The Kvinge Peninsula is on the Black Coast of Palmer Land, beside the Weddell Sea to the east.
The Imshaug Peninsula and Lehrke Inlet are to the north.
Morency Island and the larger Steele Island are to the northeast.
To the south the Kvinge Peninsula is bounded by the Kauffman Glacier, which flows from Singleton Nunatak into Palmer Inlet.
Palmer Inlet's mouth is between Cape Musselman on Foster Peninsula to the south and Cape Bryant to the north on Kvinge Peninsula.
To the west, Gain Glacier northeast flows to the sea past Singleton Nunatak and Marshall Peak.
It is joined by Murrish Glacier from the left (west), which in turn is joined by Guard Glacier.
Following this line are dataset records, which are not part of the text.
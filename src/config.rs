use anyhow::{Context, Result};
use serde::Deserialize;
use std::path::{Path, PathBuf};

use crate::assets::KindRegistry;
use crate::template::OutputMode;

/// Main configuration structure
#[derive(Debug, Clone, Deserialize)]
pub struct Config {
    pub impact: ImpactConfig,
    #[serde(default)]
    pub assets: AssetsConfig,
    #[serde(default)]
    pub templates: TemplatesConfig,
    #[serde(default)]
    pub http_server: HttpServerConfig,
}

/// Service-wide settings
#[derive(Debug, Clone, Deserialize)]
pub struct ImpactConfig {
    pub db_path: PathBuf,
    #[serde(default = "default_log_level")]
    pub log_level: String,
    #[serde(default = "default_migrations_dir")]
    pub migrations_dir: PathBuf,
}

/// Which entity kinds may take part in the impact graph
#[derive(Debug, Clone, Deserialize)]
pub struct AssetsConfig {
    #[serde(default = "default_allowed_kinds")]
    pub allowed_kinds: Vec<String>,
}

impl Default for AssetsConfig {
    fn default() -> Self {
        Self {
            allowed_kinds: default_allowed_kinds(),
        }
    }
}

/// Template rendering settings
#[derive(Debug, Clone, Deserialize)]
pub struct TemplatesConfig {
    #[serde(default)]
    pub output_mode: OutputMode,
    #[serde(default = "default_parameters_cache_capacity")]
    pub parameters_cache_capacity: usize,
    #[serde(default = "default_max_value_depth")]
    pub max_value_depth: usize,
}

impl Default for TemplatesConfig {
    fn default() -> Self {
        Self {
            output_mode: OutputMode::default(),
            parameters_cache_capacity: default_parameters_cache_capacity(),
            max_value_depth: default_max_value_depth(),
        }
    }
}

/// HTTP server configuration
#[derive(Debug, Clone, Deserialize)]
pub struct HttpServerConfig {
    #[serde(default = "default_http_port")]
    pub port: u16,
    #[serde(default)]
    pub allowed_origins: Vec<String>,
}

impl Default for HttpServerConfig {
    fn default() -> Self {
        Self {
            port: default_http_port(),
            allowed_origins: Vec::new(),
        }
    }
}

fn default_log_level() -> String {
    "info".to_string()
}

fn default_migrations_dir() -> PathBuf {
    PathBuf::from("migrations")
}

fn default_allowed_kinds() -> Vec<String> {
    KindRegistry::builtin().graphable_kinds()
}

fn default_parameters_cache_capacity() -> usize {
    64
}

fn default_max_value_depth() -> usize {
    8
}

fn default_http_port() -> u16 {
    8080
}

impl Config {
    /// Load configuration from file
    ///
    /// Loads environment variables from .env file (if present) before loading config.
    /// Looks for config file in this order:
    /// 1. Path specified in IMPACT_CONFIG environment variable
    /// 2. ./config.toml in current directory
    pub fn load() -> Result<Self> {
        // The .env file is optional
        let _ = dotenv::dotenv();

        let config_path = std::env::var("IMPACT_CONFIG")
            .map(PathBuf::from)
            .unwrap_or_else(|_| PathBuf::from("config.toml"));

        Self::from_path(&config_path)
    }

    pub fn from_path(config_path: &Path) -> Result<Self> {
        let config_str = std::fs::read_to_string(config_path)
            .with_context(|| format!("Failed to read config file: {}", config_path.display()))?;

        let config: Config = toml::from_str(&config_str)
            .with_context(|| format!("Failed to parse {}", config_path.display()))?;

        config.validate()?;

        Ok(config)
    }

    /// Validate configuration values
    pub fn validate(&self) -> Result<()> {
        if self.assets.allowed_kinds.is_empty() {
            anyhow::bail!("assets.allowed_kinds must list at least one kind");
        }

        let registry = KindRegistry::builtin();
        for kind in &self.assets.allowed_kinds {
            match registry.resolve(kind) {
                Some(descriptor) if descriptor.graphable => {}
                Some(_) => anyhow::bail!("assets.allowed_kinds: {} cannot be part of the impact graph", kind),
                None => anyhow::bail!("assets.allowed_kinds: unknown kind {}", kind),
            }
        }

        if self.templates.parameters_cache_capacity == 0 {
            anyhow::bail!("templates.parameters_cache_capacity must be greater than 0");
        }

        if self.templates.max_value_depth == 0 {
            anyhow::bail!("templates.max_value_depth must be greater than 0");
        }

        Ok(())
    }

    /// Get database path
    pub fn db_path(&self) -> &Path {
        &self.impact.db_path
    }

    pub fn migrations_dir(&self) -> &Path {
        &self.impact.migrations_dir
    }
}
Features to the west include Neshyba Peak, Stockton Peak and Abendroth Peak.

==Mapping and name==
The Kvinge Peninsula was mapped by the United States Geological Survey (USGS) in 1974.
It was named by the United States Advisory Committee on Antarctic Names (US-ACAN) for Thor Kvinge, a Norwegian oceanographer from the University of Bergen.
Kvinge was a member of the International Weddell Sea Oceanographic Expeditions, 1968, 1969 and 1970.

==Glaciers==
===Kauffman Glacier===
.
Broad, smooth glacier, 7 nmi long, flowing eastward into the head of Palmer Inlet.
Mapped by USGS in 1974.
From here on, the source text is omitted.